REPUBLIKA.CO.ID, Oleh: Abdul Fikri Faqih *)

 Konferensi bangsa-bangsa di Stockholm yang dibuka tepat 5 Juni, pada 45 tahun silam, mengangkat tema ‘lingkungan hidup manusia’.  Gelaran akbar yang diikuti wakil 110 negara ini menjadi tonggak berdirinya program lingkungan di badan PBB (UNEP). Masyarakat intelektual bumi untuk pertama kalinya tergugah nuraninya, bahwa manusia bukanlah satu-satunya mahluk yang harus menjadi pusat perhatian (antroposentris).

 

Deklarasi Stockholm tetap menekankan pengakuan atas hak asasi manusia, bahkan diletakkan menjadi asas pertama. Namun, hak asasi ini termasuk pula hak untuk mendapatkan lingkungan hidup yang sehat dan berkualitas. Sehingga pada saat yang sama, ada kewajiban yang melekat padanya untuk memelihara kelestarian lingkungan hidup.

 

Persoalan lingkungan hidup menjadi salah satu prioritas penanganan, utamanya bagi negara-negara berekonomi baik, yang telah mencapai klimaks pada pembangunan fisik dan manusianya. Namun, bagi negara miskin dan berkembang, persoalan dasar kebutuhan hidup masyarakat pada umumnya masih merupakan prioritas utama. Pilihan di antara menggenjot pembangunan fisik yang mengumbar polusi dengan upaya menekan laju kerusakan lingkungan, adalah dilema mayor yang kerap membayangi bagi negara-negara kelompok ini, yang ndilalahnya masih mendominasi muka bumi. 

 

Namun setidaknya, deklarasi Stockholm telah menjadi dasar legitimasi bagi negara-negara anggota untuk menciptakan penanganan hukum lingkungan di teritorialnya. Negara-negara yang berasosiasi di Asia Tenggara (ASEAN) salah satu yang menginisiasi rencana tindak (action plan) dalam ASEAN Contingensi Plan pada 1976. Sasaran utamanya adalah memberi perlindungan kawasan laut dan pesisir bagi kemajuan, kesejahteraan, dan kesehatan generasi sekarang dan akan datang (keberlanjutan). 

 

Sebagai negara sahabat di ASEAN serta ikut meratifikasi deklarasi Stockholm, Indonesia menerbitkan kebijakan pertamanya terkait lingkungan dalam bentuk undang-undang sejak 1982. Regulasi ini diperbarui dua kali, yaitu pada 1997 dan terakhir 2009, tepatnya melalui Undang-Undang no.32 tahun 2009 tentang Perlindungan dan Pengelolaan Lingkungan Hidup.

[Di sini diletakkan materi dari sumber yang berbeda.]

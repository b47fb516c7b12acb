//! Program description
//!
//! The exporter writes a JSON document that declares the buffer layout, the
//! kernel sources and the ordered launch statements of a network:
//!
//! ```json
//! {
//!   "backend": "GPU",
//!   "input_size": {"size": 4, "dtype": "float", "id": ""},
//!   "output_size": 4,
//!   "functions": {"add": "__kernel void add(...) { ... }"},
//!   "statements": [
//!     {"kernel": "add", "args": ["outputs", "input", "bias"], "global_size": [4], "local_size": [1]}
//!   ],
//!   "buffers": {"bias": {"size": 4, "dtype": "float", "id": "bias"}}
//! }
//! ```
//!
//! Loading checks syntax and the backend tag only. Statements may name
//! buffers or kernels that do not exist; those surface when the statement
//! runs, or up front through [`Program::check_references`].

use std::collections::BTreeMap;
use std::path::Path;

use rnnr_backends::WorkSize;
use serde::Deserialize;

use crate::error::{Error, Result};

/// The only backend tag this runtime executes
pub const SUPPORTED_BACKEND_TAG: &str = "GPU";

/// Buffer key reserved for the network input
pub const INPUT_BUFFER: &str = "input";

/// Buffer key reserved for the network output
pub const OUTPUT_BUFFER: &str = "outputs";

/// Layout of one device buffer
#[derive(Debug, Clone, PartialEq, Eq)]
pub struct BufferDescriptor {
    pub key: String,
    /// Number of 32-bit elements
    pub element_count: u64,
    /// Exporter dtype label, informational
    pub dtype: Option<String>,
    /// Weight tensor copied in at setup; `None` marks a scratch buffer
    pub source_name: Option<String>,
}

impl BufferDescriptor {
    /// Scratch buffers are written by kernels, sourced ones only read
    pub fn writable(&self) -> bool {
        self.source_name.is_none()
    }

    /// Element count as a host length, `None` when it does not fit
    pub fn element_len(&self) -> Option<usize> {
        usize::try_from(self.element_count).ok()
    }

    /// Device allocation size, `None` when it overflows `usize`
    pub fn byte_size(&self) -> Option<usize> {
        self.element_len()?.checked_mul(std::mem::size_of::<f32>())
    }
}

/// One kernel launch
#[derive(Debug, Clone, PartialEq, Eq, Deserialize)]
pub struct Statement {
    #[serde(rename = "kernel")]
    pub kernel_key: String,
    /// Buffer keys bound positionally to the kernel parameters
    #[serde(rename = "args")]
    pub arg_names: Vec<String>,
    /// Work-groups per dimension as exported
    pub global_size: Vec<u64>,
    #[serde(default)]
    pub local_size: Vec<u64>,
}

impl Statement {
    /// Global and local sizes padded to three dimensions
    ///
    /// `index` is the statement's position, used to attribute the error.
    pub fn work_sizes(&self, index: usize) -> Result<(WorkSize, WorkSize)> {
        let invalid = || Error::InvalidWorkDimensions {
            statement: index,
            dims: self.global_size.len().max(self.local_size.len()),
        };
        let global = WorkSize::from_dims(&self.global_size).ok_or_else(invalid)?;
        let local = WorkSize::from_dims(&self.local_size).ok_or_else(invalid)?;
        Ok((global, local))
    }
}

#[derive(Deserialize)]
struct RawBuffer {
    size: u64,
    #[serde(default)]
    dtype: Option<String>,
    #[serde(default)]
    id: String,
}

/// Older exporters write the input and output sizes as bare integers.
#[derive(Deserialize)]
#[serde(untagged)]
enum RawSize {
    Count(u64),
    Buffer(RawBuffer),
}

#[derive(Deserialize)]
struct RawProgram {
    backend: String,
    input_size: RawSize,
    output_size: RawSize,
    #[serde(default)]
    functions: BTreeMap<String, String>,
    #[serde(default)]
    statements: Vec<Statement>,
    #[serde(default)]
    buffers: BTreeMap<String, RawBuffer>,
}

fn descriptor(key: &str, raw: RawBuffer) -> BufferDescriptor {
    BufferDescriptor {
        key: key.to_string(),
        element_count: raw.size,
        dtype: raw.dtype,
        source_name: (!raw.id.is_empty()).then_some(raw.id),
    }
}

fn io_descriptor(key: &str, raw: RawSize) -> BufferDescriptor {
    match raw {
        RawSize::Count(size) => BufferDescriptor {
            key: key.to_string(),
            element_count: size,
            dtype: None,
            source_name: None,
        },
        RawSize::Buffer(raw) => BufferDescriptor {
            // The reserved buffers are never initialised from weights.
            source_name: None,
            ..descriptor(key, raw)
        },
    }
}

fn check_size(descriptor: &BufferDescriptor) -> Result<()> {
    if descriptor.byte_size().is_some() {
        return Ok(());
    }
    Err(Error::MalformedJson(serde::de::Error::custom(format!(
        "buffer `{}` declares {} elements, which overflows the addressable size",
        descriptor.key, descriptor.element_count
    ))))
}

/// Immutable description of a network's buffers, kernels and launches
#[derive(Debug, Clone, PartialEq, Eq)]
pub struct Program {
    backend_tag: String,
    input_descriptor: BufferDescriptor,
    output_descriptor: BufferDescriptor,
    buffers: BTreeMap<String, BufferDescriptor>,
    kernels: BTreeMap<String, String>,
    statements: Vec<Statement>,
}

impl Program {
    /// Parse a program description
    ///
    /// # Errors
    ///
    /// `MalformedJson` when the document does not have the expected shape,
    /// `UnsupportedBackend` when it targets anything but `"GPU"`.
    pub fn from_json(json: &[u8]) -> Result<Self> {
        let raw: RawProgram = serde_json::from_slice(json).map_err(Error::MalformedJson)?;
        if raw.backend != SUPPORTED_BACKEND_TAG {
            return Err(Error::UnsupportedBackend(raw.backend));
        }

        let buffers = raw
            .buffers
            .into_iter()
            .map(|(key, buffer)| {
                let descriptor = descriptor(&key, buffer);
                (key, descriptor)
            })
            .collect::<BTreeMap<_, _>>();

        let input = io_descriptor(INPUT_BUFFER, raw.input_size);
        let output = io_descriptor(OUTPUT_BUFFER, raw.output_size);
        for descriptor in buffers.values().chain([&input, &output]) {
            check_size(descriptor)?;
        }

        tracing::debug!(
            buffers = buffers.len(),
            kernels = raw.functions.len(),
            statements = raw.statements.len(),
            "program_parsed"
        );

        Ok(Self {
            backend_tag: raw.backend,
            input_descriptor: input,
            output_descriptor: output,
            buffers,
            kernels: raw.functions,
            statements: raw.statements,
        })
    }

    pub fn from_file(path: impl AsRef<Path>) -> Result<Self> {
        let path = path.as_ref();
        let json = std::fs::read(path).map_err(|err| Error::io(path, err))?;
        Self::from_json(&json)
    }

    /// Resolve every statement's sizes, kernel and arguments without a backend
    ///
    /// Reports the first failing statement with the same error a run would
    /// raise when reaching it.
    pub fn check_references(&self) -> Result<()> {
        for (index, statement) in self.statements.iter().enumerate() {
            statement.work_sizes(index)?;
            if !self.kernels.contains_key(&statement.kernel_key) {
                return Err(Error::UnresolvedKernelReference {
                    statement: index,
                    kernel: statement.kernel_key.clone(),
                });
            }
            if let Some(key) = statement.arg_names.iter().find(|key| !self.declares_buffer(key)) {
                return Err(Error::UnresolvedBufferReference {
                    statement: index,
                    key: key.clone(),
                });
            }
        }
        Ok(())
    }

    /// Whether `key` names a declared or reserved buffer
    pub fn declares_buffer(&self, key: &str) -> bool {
        key == INPUT_BUFFER || key == OUTPUT_BUFFER || self.buffers.contains_key(key)
    }

    pub fn backend_tag(&self) -> &str {
        &self.backend_tag
    }

    pub fn input(&self) -> &BufferDescriptor {
        &self.input_descriptor
    }

    pub fn output(&self) -> &BufferDescriptor {
        &self.output_descriptor
    }

    pub fn buffers(&self) -> &BTreeMap<String, BufferDescriptor> {
        &self.buffers
    }

    /// Kernel sources by key
    pub fn kernels(&self) -> &BTreeMap<String, String> {
        &self.kernels
    }

    pub fn statements(&self) -> &[Statement] {
        &self.statements
    }
}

Regulasi yang terakhir ini uniknya melandaskan prinsip kearifan lokal dan budaya nusantara sebagai pelaksanaan pengelolaan lingkungan hidup. 

 

Secara eksplisit, pelibatan unsur budaya manusia sebagai dasar hukum perundangan merupakan pengakuan atas norma masyarakat yang berbasis kearifan leluhurnya. Disadari, pemenuhan etika lingkungan hidup telah mengakar sejak lama dalam sejarah manusia, jauh sebelum bangsa-bangsa berkumpul di Stockholm. 

Apa yang disebut sebagai kearifan lokal (local wisdom) secara alami diwariskan turun temurun, tanpa bentuk intervensi negara atau kerajaan di zamannya. Budaya manusia yang merupakan adaptasi natural terhadap lingkungan, lebih merupakan abtraksi nurani yang diserap dari pengalamannya. Dari situ munculah ide, nilai, aktivitas, hingga peralatan yang sebagian dikokohkan dalam bentuk norma adat yang disepakati bersama.

 

Prinsip-prinsip kearifan lokal ternyata lebih efektif dalam penerapannya terutama terkait pelestarian lingkungan hidup. Pemberlakuan larangan dan sanksi di Hutan Larangan Adat (Riau), atau adanya aturan pengelolaan sumber daya alam dengan model Awig-awig di Lombok Barat dan Bali adalah sedikit dari sekian banyak kisah sukses kearifan lokal dalam upaya konservasi alam. Para pendahulu tampaknya menyadari adanya potensi konflik yang akan muncul di masa depan. Secara teoritis, konflik muncul karena adanya semakin langkanya sumber daya alam yang diperebutkan oleh pihak-pihak dengan kepentingan yang sama.

 

Di satu sisi, produk hukum modern belum mampu mengantisipasi munculnya konflik horisontal akibat perebutan sumber daya. Terbukti dengan seringnya tuntutan agar suatu aturan direvisi, atau disengketakan ke Mahkamah Konstitusi. Beberapa di antaranya bahkan mengabaikan hak-hak warga asli dan kepentingan adat yang berprinsip kearifan lokal. Tak heran, tidak hanya degradasi lingkungan yang terjadi, namun juga kerusakan sosial yang berbiaya mahal (social cost).

 

Perilaku sosial manusia selama berabad-abad telah menimbulkan penurunan kualitas bagi lingkungan alam di bumi. Sejatinya, mahluk kasar yang terbuat dari unsur tanah ini memiliki kesamaan unsur dengan mahluk-mahluk lainnya yang hidup berdampingan. Mengutip Gus Mus dalam Koridor: Renungan (2010), semua yang berasal dari tanah seperti jasad, nafsu, dan amarah dimiliki juga umumnya oleh hewan. 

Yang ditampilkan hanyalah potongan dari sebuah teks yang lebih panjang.